Depth-dependent microstructural observations reveal the role of thermal cycling on the formation of a hierarchical dislocation cell structure during selective laser melting of 316L stainless steel

Abstract

Detailed microstructural observations as a function of depth from the surface of the final melt pool using both transmission electron microscopy (TEM) and electron back-scatter diffraction (EBSD) have been carried out. The observations show that a well-defined dislocation cell block structure is formed during selective laser melting (SLM) of 316L stainless steel, resulting in hierarchical dislocation cell structure in interior volumes. Specifically, orientation measurements using both TEM and EBSD, combined with high-angle annular dark-field imaging, show that the evolution of the dislocation cell-block structure in SLM-prepared 316L is a combined effect of deformation, solute segregation, and thermal cycling.

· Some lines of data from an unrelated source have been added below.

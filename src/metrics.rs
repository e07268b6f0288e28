//! Prometheus metrics for the gateway.
//!
//! ## Usage
//!
//! Call [`init_metrics`] once at process startup. The helper functions
//! (`inc_request`, `inc_error`, …) are no-ops if `init_metrics` was never
//! called, so library users and tests can dispatch without a registry.
//!
//! ## Metrics Exposed
//!
//! | Name | Type | Labels |
//! |------|------|--------|
//! | `gateway_requests_total` | Counter | `provider` |
//! | `gateway_errors_total` | Counter | `kind` |
//! | `gateway_routing_total` | Counter | `source` |
//! | `gateway_dispatch_duration_seconds` | Histogram | `provider` |

use prometheus::{CounterVec, Encoder, HistogramOpts, HistogramVec, Opts, Registry, TextEncoder};
use std::sync::OnceLock;
use std::time::Duration;

use crate::GatewayError;

// ── Internal metrics bundle ────────────────────────────────────────────────

/// All gateway metrics, stored together in a single [`OnceLock`].
pub struct Metrics {
    /// Prometheus registry that owns all metric descriptors.
    pub registry: Registry,
    /// Successful provider calls per provider.
    pub requests_total: CounterVec,
    /// Failed dispatches per error kind.
    pub errors_total: CounterVec,
    /// Routing outcomes per candidate source (rule, override, default).
    pub routing_total: CounterVec,
    /// Provider call latency per provider.
    pub dispatch_duration: HistogramVec,
}

static METRICS: OnceLock<Metrics> = OnceLock::new();

fn init_error(e: prometheus::Error) -> GatewayError {
    GatewayError::Other(format!("metrics init failed: {e}"))
}

impl Metrics {
    /// Build a metrics bundle with every name prefixed by `prefix`.
    fn build(prefix: &str) -> Result<Self, prometheus::Error> {
        let registry = Registry::new();

        let requests_total = CounterVec::new(
            Opts::new(
                format!("{prefix}_requests_total"),
                "Completed provider calls",
            ),
            &["provider"],
        )?;
        registry.register(Box::new(requests_total.clone()))?;

        let errors_total = CounterVec::new(
            Opts::new(format!("{prefix}_errors_total"), "Dispatch errors by kind"),
            &["kind"],
        )?;
        registry.register(Box::new(errors_total.clone()))?;

        let routing_total = CounterVec::new(
            Opts::new(
                format!("{prefix}_routing_total"),
                "Routing selections by candidate source",
            ),
            &["source"],
        )?;
        registry.register(Box::new(routing_total.clone()))?;

        let dispatch_duration = HistogramVec::new(
            HistogramOpts::new(
                format!("{prefix}_dispatch_duration_seconds"),
                "Provider call duration",
            ),
            &["provider"],
        )?;
        registry.register(Box::new(dispatch_duration.clone()))?;

        Ok(Self {
            registry,
            requests_total,
            errors_total,
            routing_total,
            dispatch_duration,
        })
    }
}

// ── Initialisation ─────────────────────────────────────────────────────────

/// Initialise all Prometheus metrics and register them with a private registry.
///
/// Calling it a second time is a no-op (returns `Ok(())`).
///
/// # Errors
///
/// Returns [`GatewayError::Other`] if metric construction or registration
/// fails.
///
/// # Panics
///
/// This function never panics.
pub fn init_metrics() -> Result<(), GatewayError> {
    if METRICS.get().is_some() {
        return Ok(());
    }
    let bundle = Metrics::build("gateway").map_err(init_error)?;
    // A racing initialiser produces identical descriptors; first one wins.
    let _ = METRICS.set(bundle);
    Ok(())
}

fn metrics() -> Option<&'static Metrics> {
    METRICS.get()
}

// ── Public helper functions ────────────────────────────────────────────────

/// Count one completed provider call.
///
/// No-op if metrics have not been initialised.
pub fn inc_request(provider: &str) {
    if let Some(m) = metrics() {
        if let Ok(c) = m.requests_total.get_metric_with_label_values(&[provider]) {
            c.inc();
        }
    }
}

/// Count one failed dispatch.
///
/// No-op if metrics have not been initialised.
pub fn inc_error(kind: &str) {
    if let Some(m) = metrics() {
        if let Ok(c) = m.errors_total.get_metric_with_label_values(&[kind]) {
            c.inc();
        }
    }
}

/// Count one routing selection by source.
///
/// No-op if metrics have not been initialised.
pub fn inc_routing(source: &str) {
    if let Some(m) = metrics() {
        if let Ok(c) = m.routing_total.get_metric_with_label_values(&[source]) {
            c.inc();
        }
    }
}

/// Record provider call latency.
///
/// No-op if metrics have not been initialised.
pub fn record_dispatch_latency(provider: &str, d: Duration) {
    if let Some(m) = metrics() {
        if let Ok(h) = m.dispatch_duration.get_metric_with_label_values(&[provider]) {
            h.observe(d.as_secs_f64());
        }
    }
}

/// Gather and encode all metrics in the Prometheus text exposition format.
///
/// Returns an empty string if metrics have not been initialised or if
/// encoding fails.
///
/// # Panics
///
/// This function never panics.
pub fn gather_metrics() -> String {
    metrics().map_or_else(String::new, |m| encode(&m.registry))
}

fn encode(registry: &Registry) -> String {
    let families = registry.gather();
    if families.is_empty() {
        return String::new();
    }
    let mut buffer = Vec::new();
    if TextEncoder::new().encode(&families, &mut buffer).is_err() {
        return String::new();
    }
    String::from_utf8(buffer).unwrap_or_default()
}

A segregation network forms first during solidification and then stresses due to rapid solidification/cooling coupled with melt-pool constraints result in a high density of dislocations becoming trapped at the segregation network to form dislocation cells in each melt pool. Thermal cycling of volumes below each finally-formed melt pool, from over-printed layers, then additionally leads to the formation of well-defined cell-block structure as a result of biased-dislocation accumulation associated with nascent small orientation variations in just-solidified melt pools. Depth dependent hardness measurements confirm that these cell-block boundaries directly contribute to the mechanical strength of the microstructure observed in interior (bulk) volumes of additively manufactured samples.